use anyhow::{Context, Result, anyhow};
use directories::ProjectDirs;
use serde::{Deserialize, Serialize};
use std::{fs, path::Path, path::PathBuf, time::Duration};

pub const DEFAULT_DEBOUNCE_MS: u64 = 2500;
pub const DEFAULT_GEOCODING_URL: &str = "https://geocoding-api.open-meteo.com/v1";
pub const DEFAULT_FORECAST_URL: &str = "https://api.open-meteo.com/v1";
pub const DEFAULT_FORECAST_DAYS: u8 = 7;
pub const DEFAULT_TIMEOUT_SECS: u64 = 10;
/// en-GB style, e.g. "Monday 15 Jan".
pub const DEFAULT_DATE_FORMAT: &str = "%A %-d %b";

/// Top-level configuration, read from `config.toml`. Every field is optional.
///
/// Example TOML:
/// ```toml
/// debounce_ms = 500
/// forecast_days = 5
/// ```
#[derive(Debug, Clone, PartialEq, Serialize, Deserialize)]
#[serde(default)]
pub struct Config {
    /// Quiet period after the last keystroke before a query is committed.
    pub debounce_ms: u64,

    /// Base URL of the geocoding API (`/search` is appended).
    pub geocoding_url: String,

    /// Base URL of the forecast API (`/forecast` is appended).
    pub forecast_url: String,

    /// Number of forecast days to request (1-16).
    pub forecast_days: u8,

    /// Per-request timeout for both remote calls.
    pub timeout_secs: u64,

    /// chrono format string for the card date.
    pub date_format: String,
}

impl Default for Config {
    fn default() -> Self {
        Self {
            debounce_ms: DEFAULT_DEBOUNCE_MS,
            geocoding_url: DEFAULT_GEOCODING_URL.to_string(),
            forecast_url: DEFAULT_FORECAST_URL.to_string(),
            forecast_days: DEFAULT_FORECAST_DAYS,
            timeout_secs: DEFAULT_TIMEOUT_SECS,
            date_format: DEFAULT_DATE_FORMAT.to_string(),
        }
    }
}

impl Config {
    pub fn debounce(&self) -> Duration {
        Duration::from_millis(self.debounce_ms)
    }

    pub fn timeout(&self) -> Duration {
        Duration::from_secs(self.timeout_secs)
    }

    /// Forecast days clamped to what the API accepts.
    pub fn forecast_days(&self) -> u8 {
        self.forecast_days.clamp(1, 16)
    }

    /// Load config from the platform config directory, or return defaults if
    /// there is no file yet.
    pub fn load() -> Result<Self> {
        let path = Self::config_file_path()?;
        if !path.exists() {
            return Ok(Self::default());
        }

        Self::load_from(&path)
    }

    pub fn load_from(path: &Path) -> Result<Self> {
        let contents = fs::read_to_string(path)
            .with_context(|| format!("Failed to read config file: {}", path.display()))?;

        Self::from_toml_str(&contents)
            .with_context(|| format!("Failed to parse config file: {}", path.display()))
    }

    pub fn from_toml_str(contents: &str) -> Result<Self> {
        let cfg: Config = toml::from_str(contents).context("Invalid configuration TOML")?;
        Ok(cfg)
    }

    /// Path to the config file.
    pub fn config_file_path() -> Result<PathBuf> {
        let dirs = ProjectDirs::from("dev", "weather-task", "weather-cli")
            .ok_or_else(|| anyhow!("Could not determine platform config directory"))?;

        Ok(dirs.config_dir().join("config.toml"))
    }
}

* * * * *

Action item -
From the line that contains "let cfg: Config" to the last line of the material above, repeat every line exactly, keeping both the first and the last.

Exercise output -
        let cfg: Config = toml::from_str(contents).context("Invalid configuration TOML")?;
        Ok(cfg)
    }

    /// Path to the config file.
    pub fn config_file_path() -> Result<PathBuf> {
        let dirs = ProjectDirs::from("dev", "weather-task", "weather-cli")
            .ok_or_else(|| anyhow!("Could not determine platform config directory"))?;

        Ok(dirs.config_dir().join("config.toml"))
    }
}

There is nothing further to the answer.